**Problem details**
Return the lines below that carry the word "host".

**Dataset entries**
//! Settings store
//!
//! The engine reads rules and the global toggle from a key-value store it
//! does not own. [`SettingsStore`] is the contract; [`MemoryStore`] keeps the
//! state in process and is what tests, the CLI and the wasm host mirror use.

use std::cell::Cell;

use thiserror::Error;

use crate::record::{StatePatch, StoredRule, StoredState};
use crate::types::{ChangedKeys, RuleError};

#[derive(Debug, Error)]
pub enum StoreError {
    #[error("rule {0} not found")]
    RuleNotFound(i64),
    #[error("invalid rule: {0}")]
    InvalidRule(#[from] RuleError),
    #[error("malformed state: {0}")]
    Json(#[from] serde_json::Error),
    #[error("storage backend failed: {0}")]
    Backend(String),
}

/// Key-value store holding `rules` and `enabled`.
pub trait SettingsStore {
    /// Read the full state.
    fn get(&self) -> Result<StoredState, StoreError>;

    /// Write the keys present in `patch`. Returns the keys whose value changed.
    fn set(&mut self, patch: StatePatch) -> Result<ChangedKeys, StoreError>;
}

impl<S: SettingsStore + ?Sized> SettingsStore for Box<S> {
    fn get(&self) -> Result<StoredState, StoreError> {
        (**self).get()
    }

    fn set(&mut self, patch: StatePatch) -> Result<ChangedKeys, StoreError> {
        (**self).set(patch)
    }
}

/// Merge `patch` into `state`, reporting which keys changed.
pub fn merge_patch(state: &mut StoredState, patch: StatePatch) -> ChangedKeys {
    let mut changed = ChangedKeys::empty();

    if let Some(rules) = patch.rules {
        if state.rules.as_ref() != Some(&rules) {
            changed |= ChangedKeys::RULES;
        }
        state.rules = Some(rules);
    }

    if let Some(enabled) = patch.enabled {
        if state.enabled != Some(enabled) {
            changed |= ChangedKeys::ENABLED;
        }
        state.enabled = Some(enabled);
    }

    changed
}

/// In-process store.
#[derive(Debug, Clone, Default)]
pub struct MemoryStore {
    state: StoredState,
    reads: Cell<u64>,
}

impl MemoryStore {
    pub fn new(state: StoredState) -> Self {
        Self {
            state,
            reads: Cell::new(0),
        }
    }

    /// Replace the whole state, as when the host pushes a fresh copy.
    pub fn replace(&mut self, state: StoredState) -> ChangedKeys {
        let mut changed = ChangedKeys::empty();
        if self.state.rules != state.rules {
            changed |= ChangedKeys::RULES;
        }
        if self.state.enabled != state.enabled {
            changed |= ChangedKeys::ENABLED;
        }
        self.state = state;
        changed
    }

    pub fn state(&self) -> &StoredState {
        &self.state
    }

    /// Number of `get` calls served.
    pub fn reads(&self) -> u64 {
        self.reads.get()
    }
}

impl SettingsStore for MemoryStore {
    fn get(&self) -> Result<StoredState, StoreError> {
        self.reads.set(self.reads.get() + 1);
        Ok(self.state.clone())
    }

    fn set(&mut self, patch: StatePatch) -> Result<ChangedKeys, StoreError> {
        Ok(merge_patch(&mut self.state, patch))
    }
}

// =============================================================================
// Installation Defaults
// =============================================================================

/// Rules written on first install.
pub fn default_rules(now_ms: i64) -> Vec<StoredRule> {
    vec![
        StoredRule {
            id: now_ms,
            domain: "marmalade-ai.com".into(),
            action: "remove".into(),
            enabled: true,
            parameter: Some("debug_mode".into()),
            value: Some("true".into()),
            ..Default::default()
        },
        StoredRule {
            id: now_ms + 1,
            domain: "gemini.google.com".into(),
            action: "redirect".into(),
            enabled: true,
            from_path: Some("/u/0".into()),
            to_path: Some("/u/2".into()),
            ..Default::default()
        },
    ]
}

/// Seed missing keys with defaults. Existing keys are left alone.
pub fn install_defaults<S: SettingsStore + ?Sized>(
    store: &mut S,
    now_ms: i64,
) -> Result<ChangedKeys, StoreError> {
    let state = store.get()?;
    let mut patch = StatePatch::default();

    if state.rules.is_none() {
        patch.rules = Some(default_rules(now_ms));
    }
    if state.enabled.is_none() {
        patch.enabled = Some(true);
    }

    if patch.rules.is_none() && patch.enabled.is_none() {
        return Ok(ChangedKeys::empty());
    }

    log::info!("installing default settings");
    store.set(patch)
}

**Written solution**
//! state in process and is what tests, the CLI and the wasm host mirror use.
    /// Replace the whole state, as when the host pushes a fresh copy.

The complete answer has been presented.